Source data:
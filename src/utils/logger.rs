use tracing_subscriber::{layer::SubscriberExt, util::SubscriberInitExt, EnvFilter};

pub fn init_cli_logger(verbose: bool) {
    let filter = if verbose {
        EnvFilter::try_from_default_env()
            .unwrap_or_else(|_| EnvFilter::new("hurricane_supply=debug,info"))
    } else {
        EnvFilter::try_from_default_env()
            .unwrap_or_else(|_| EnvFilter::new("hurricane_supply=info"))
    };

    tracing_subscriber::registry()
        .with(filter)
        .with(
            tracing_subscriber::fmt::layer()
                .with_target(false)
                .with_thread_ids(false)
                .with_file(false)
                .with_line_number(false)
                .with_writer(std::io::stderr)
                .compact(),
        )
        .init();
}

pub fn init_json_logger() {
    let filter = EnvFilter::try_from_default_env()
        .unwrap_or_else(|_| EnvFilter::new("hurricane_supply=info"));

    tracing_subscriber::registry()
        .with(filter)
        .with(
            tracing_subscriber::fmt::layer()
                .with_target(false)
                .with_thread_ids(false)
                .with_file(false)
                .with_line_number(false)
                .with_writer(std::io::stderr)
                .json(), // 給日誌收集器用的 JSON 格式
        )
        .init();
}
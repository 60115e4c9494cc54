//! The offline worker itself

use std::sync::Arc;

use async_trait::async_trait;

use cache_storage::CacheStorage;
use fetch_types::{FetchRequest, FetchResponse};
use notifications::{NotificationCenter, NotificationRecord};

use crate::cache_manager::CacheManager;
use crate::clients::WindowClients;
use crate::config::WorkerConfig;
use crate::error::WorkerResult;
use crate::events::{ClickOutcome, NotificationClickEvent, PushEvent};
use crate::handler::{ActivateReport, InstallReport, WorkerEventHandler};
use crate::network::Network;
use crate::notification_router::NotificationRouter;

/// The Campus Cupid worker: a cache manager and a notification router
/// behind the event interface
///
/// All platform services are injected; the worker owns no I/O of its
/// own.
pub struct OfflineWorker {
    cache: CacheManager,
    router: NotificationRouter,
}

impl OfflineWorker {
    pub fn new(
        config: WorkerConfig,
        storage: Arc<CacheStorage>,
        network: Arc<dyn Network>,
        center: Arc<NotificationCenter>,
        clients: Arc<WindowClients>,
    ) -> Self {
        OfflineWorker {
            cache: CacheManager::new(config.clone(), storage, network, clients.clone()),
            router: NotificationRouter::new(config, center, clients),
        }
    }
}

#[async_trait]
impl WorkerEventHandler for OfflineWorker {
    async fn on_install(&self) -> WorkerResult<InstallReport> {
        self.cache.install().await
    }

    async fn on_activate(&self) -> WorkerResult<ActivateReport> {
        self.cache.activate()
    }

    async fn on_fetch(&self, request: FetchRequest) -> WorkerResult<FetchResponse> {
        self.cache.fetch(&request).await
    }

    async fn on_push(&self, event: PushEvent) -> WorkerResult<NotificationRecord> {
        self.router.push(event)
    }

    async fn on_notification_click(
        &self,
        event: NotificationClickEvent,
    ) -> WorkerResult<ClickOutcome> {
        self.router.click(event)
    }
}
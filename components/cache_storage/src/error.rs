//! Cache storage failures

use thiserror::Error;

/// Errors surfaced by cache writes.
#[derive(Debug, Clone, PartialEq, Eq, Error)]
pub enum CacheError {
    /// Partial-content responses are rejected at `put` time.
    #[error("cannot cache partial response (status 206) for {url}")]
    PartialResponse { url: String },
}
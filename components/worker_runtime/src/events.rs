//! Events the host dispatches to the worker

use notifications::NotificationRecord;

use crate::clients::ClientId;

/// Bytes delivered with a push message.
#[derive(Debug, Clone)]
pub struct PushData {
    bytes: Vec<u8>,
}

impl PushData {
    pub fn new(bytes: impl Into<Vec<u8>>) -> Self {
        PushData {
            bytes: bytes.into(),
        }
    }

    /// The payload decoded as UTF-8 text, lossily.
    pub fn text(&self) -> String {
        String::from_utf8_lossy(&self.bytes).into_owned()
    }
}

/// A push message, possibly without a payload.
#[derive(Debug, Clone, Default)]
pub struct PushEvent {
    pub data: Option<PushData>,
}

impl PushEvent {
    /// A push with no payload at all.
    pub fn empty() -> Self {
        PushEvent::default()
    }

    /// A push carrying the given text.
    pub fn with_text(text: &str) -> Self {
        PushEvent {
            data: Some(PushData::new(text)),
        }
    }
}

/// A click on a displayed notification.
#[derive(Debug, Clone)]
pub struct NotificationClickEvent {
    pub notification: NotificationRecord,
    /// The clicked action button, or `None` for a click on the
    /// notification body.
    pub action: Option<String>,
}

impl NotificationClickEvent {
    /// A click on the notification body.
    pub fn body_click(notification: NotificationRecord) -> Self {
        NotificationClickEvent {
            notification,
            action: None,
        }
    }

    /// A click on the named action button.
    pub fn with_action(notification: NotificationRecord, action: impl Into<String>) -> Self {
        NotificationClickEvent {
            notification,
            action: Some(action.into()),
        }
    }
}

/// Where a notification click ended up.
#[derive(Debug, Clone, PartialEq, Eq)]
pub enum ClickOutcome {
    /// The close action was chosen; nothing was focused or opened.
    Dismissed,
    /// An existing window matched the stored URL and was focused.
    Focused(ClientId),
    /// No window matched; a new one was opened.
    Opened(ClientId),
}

...

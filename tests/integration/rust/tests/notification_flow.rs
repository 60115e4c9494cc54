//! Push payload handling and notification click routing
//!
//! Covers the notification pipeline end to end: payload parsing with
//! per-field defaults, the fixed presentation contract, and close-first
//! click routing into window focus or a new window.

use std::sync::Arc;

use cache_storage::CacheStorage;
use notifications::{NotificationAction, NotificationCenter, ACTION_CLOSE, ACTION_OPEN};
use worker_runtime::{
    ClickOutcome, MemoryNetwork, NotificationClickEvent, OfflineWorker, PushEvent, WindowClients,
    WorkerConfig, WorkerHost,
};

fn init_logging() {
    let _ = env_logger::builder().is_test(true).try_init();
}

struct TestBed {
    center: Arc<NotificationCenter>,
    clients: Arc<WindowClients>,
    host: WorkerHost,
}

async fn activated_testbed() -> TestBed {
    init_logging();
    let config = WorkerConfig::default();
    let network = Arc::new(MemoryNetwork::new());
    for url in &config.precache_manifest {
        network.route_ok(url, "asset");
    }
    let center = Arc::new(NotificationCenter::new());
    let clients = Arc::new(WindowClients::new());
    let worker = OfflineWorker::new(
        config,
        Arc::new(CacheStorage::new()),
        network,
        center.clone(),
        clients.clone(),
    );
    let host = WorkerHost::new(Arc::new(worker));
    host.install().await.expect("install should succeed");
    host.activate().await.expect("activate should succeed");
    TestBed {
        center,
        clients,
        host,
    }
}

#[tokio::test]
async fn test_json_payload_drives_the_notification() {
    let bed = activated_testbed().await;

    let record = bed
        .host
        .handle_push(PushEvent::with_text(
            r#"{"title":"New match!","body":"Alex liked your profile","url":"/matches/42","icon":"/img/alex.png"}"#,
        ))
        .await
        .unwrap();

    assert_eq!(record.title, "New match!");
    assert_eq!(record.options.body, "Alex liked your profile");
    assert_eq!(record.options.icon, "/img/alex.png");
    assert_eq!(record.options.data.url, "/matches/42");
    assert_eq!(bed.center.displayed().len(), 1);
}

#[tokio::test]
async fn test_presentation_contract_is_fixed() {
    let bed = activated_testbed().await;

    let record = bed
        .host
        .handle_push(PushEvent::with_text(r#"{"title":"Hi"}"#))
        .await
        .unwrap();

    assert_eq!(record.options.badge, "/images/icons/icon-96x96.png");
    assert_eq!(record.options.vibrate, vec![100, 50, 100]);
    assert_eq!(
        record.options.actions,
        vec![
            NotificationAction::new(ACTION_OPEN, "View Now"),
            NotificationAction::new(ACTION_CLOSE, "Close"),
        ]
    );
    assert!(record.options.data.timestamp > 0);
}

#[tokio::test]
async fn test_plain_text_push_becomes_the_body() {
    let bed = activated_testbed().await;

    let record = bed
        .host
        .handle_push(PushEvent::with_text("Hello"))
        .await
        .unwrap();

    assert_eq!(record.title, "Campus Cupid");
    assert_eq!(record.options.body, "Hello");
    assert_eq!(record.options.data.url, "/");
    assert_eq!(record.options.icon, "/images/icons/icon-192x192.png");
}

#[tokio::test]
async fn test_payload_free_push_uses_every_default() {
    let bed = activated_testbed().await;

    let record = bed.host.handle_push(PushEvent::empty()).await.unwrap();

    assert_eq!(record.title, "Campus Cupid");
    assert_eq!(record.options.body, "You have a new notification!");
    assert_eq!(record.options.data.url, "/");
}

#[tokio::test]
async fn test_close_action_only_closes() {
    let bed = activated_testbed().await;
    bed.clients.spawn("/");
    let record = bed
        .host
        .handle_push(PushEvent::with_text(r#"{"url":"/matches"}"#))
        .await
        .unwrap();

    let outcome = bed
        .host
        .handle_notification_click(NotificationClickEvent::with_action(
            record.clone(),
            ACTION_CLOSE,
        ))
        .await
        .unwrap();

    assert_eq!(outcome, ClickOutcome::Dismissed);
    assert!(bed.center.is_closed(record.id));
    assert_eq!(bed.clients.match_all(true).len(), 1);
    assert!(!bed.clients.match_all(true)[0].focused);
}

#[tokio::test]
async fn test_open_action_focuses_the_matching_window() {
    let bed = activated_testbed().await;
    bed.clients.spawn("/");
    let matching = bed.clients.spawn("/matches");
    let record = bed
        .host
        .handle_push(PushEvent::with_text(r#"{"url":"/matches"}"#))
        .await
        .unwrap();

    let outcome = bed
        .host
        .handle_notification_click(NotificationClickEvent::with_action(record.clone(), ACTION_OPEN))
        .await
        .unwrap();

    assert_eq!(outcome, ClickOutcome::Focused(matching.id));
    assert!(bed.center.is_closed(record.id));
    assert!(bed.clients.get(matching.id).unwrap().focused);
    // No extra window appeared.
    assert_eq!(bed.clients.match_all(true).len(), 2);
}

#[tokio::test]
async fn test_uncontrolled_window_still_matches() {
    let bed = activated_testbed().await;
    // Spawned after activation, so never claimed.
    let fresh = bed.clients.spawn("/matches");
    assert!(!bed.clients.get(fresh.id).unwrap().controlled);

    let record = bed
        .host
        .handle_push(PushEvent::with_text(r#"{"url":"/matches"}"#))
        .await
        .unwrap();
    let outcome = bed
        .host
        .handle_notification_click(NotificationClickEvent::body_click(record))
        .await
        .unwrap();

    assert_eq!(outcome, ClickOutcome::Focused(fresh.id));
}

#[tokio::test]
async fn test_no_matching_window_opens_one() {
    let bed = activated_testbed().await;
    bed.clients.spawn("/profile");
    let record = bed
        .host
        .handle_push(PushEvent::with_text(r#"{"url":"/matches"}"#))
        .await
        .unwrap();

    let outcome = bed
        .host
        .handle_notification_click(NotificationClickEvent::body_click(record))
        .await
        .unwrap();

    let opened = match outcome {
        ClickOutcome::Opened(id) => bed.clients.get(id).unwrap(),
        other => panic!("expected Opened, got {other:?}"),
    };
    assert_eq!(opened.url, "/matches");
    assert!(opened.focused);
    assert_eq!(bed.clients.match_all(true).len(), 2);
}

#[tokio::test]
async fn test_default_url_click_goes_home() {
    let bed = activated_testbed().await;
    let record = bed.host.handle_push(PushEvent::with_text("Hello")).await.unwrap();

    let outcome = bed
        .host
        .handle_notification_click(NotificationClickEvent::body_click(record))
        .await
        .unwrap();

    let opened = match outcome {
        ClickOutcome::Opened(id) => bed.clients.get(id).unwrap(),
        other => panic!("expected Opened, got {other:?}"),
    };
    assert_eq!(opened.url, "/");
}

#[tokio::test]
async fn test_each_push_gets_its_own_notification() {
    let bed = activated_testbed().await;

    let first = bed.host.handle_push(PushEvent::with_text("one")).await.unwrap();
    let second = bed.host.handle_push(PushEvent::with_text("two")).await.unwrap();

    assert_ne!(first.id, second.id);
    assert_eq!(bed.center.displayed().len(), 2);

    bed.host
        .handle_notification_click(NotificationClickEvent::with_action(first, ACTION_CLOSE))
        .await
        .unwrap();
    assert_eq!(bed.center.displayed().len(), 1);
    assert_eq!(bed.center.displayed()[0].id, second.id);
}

Work instruction:
Precisely the lines between those holding "filename src/utils/logger.rs" and "use crate::notification_router::NotificationRouter;", inclusive, are to be reproduced from the listing above, with nothing added.

Solution to the exercise:
filename src/utils/logger.rs
use tracing_subscriber::{layer::SubscriberExt, util::SubscriberInitExt, EnvFilter};

pub fn init_cli_logger(verbose: bool) {
    let filter = if verbose {
        EnvFilter::try_from_default_env()
            .unwrap_or_else(|_| EnvFilter::new("hurricane_supply=debug,info"))
    } else {
        EnvFilter::try_from_default_env()
            .unwrap_or_else(|_| EnvFilter::new("hurricane_supply=info"))
    };

    tracing_subscriber::registry()
        .with(filter)
        .with(
            tracing_subscriber::fmt::layer()
                .with_target(false)
                .with_thread_ids(false)
                .with_file(false)
                .with_line_number(false)
                .with_writer(std::io::stderr)
                .compact(),
        )
        .init();
}

pub fn init_json_logger() {
    let filter = EnvFilter::try_from_default_env()
        .unwrap_or_else(|_| EnvFilter::new("hurricane_supply=info"));

    tracing_subscriber::registry()
        .with(filter)
        .with(
            tracing_subscriber::fmt::layer()
                .with_target(false)
                .with_thread_ids(false)
                .with_file(false)
                .with_line_number(false)
                .with_writer(std::io::stderr)
                .json(), // 給日誌收集器用的 JSON 格式
        )
        .init();
}
repository 60115e4c9494cc54
//! The offline worker itself

use std::sync::Arc;

use async_trait::async_trait;

use cache_storage::CacheStorage;
use fetch_types::{FetchRequest, FetchResponse};
use notifications::{NotificationCenter, NotificationRecord};

use crate::cache_manager::CacheManager;
use crate::clients::WindowClients;
use crate::config::WorkerConfig;
use crate::error::WorkerResult;
use crate::events::{ClickOutcome, NotificationClickEvent, PushEvent};
use crate::handler::{ActivateReport, InstallReport, WorkerEventHandler};
use crate::network::Network;
use crate::notification_router::NotificationRouter;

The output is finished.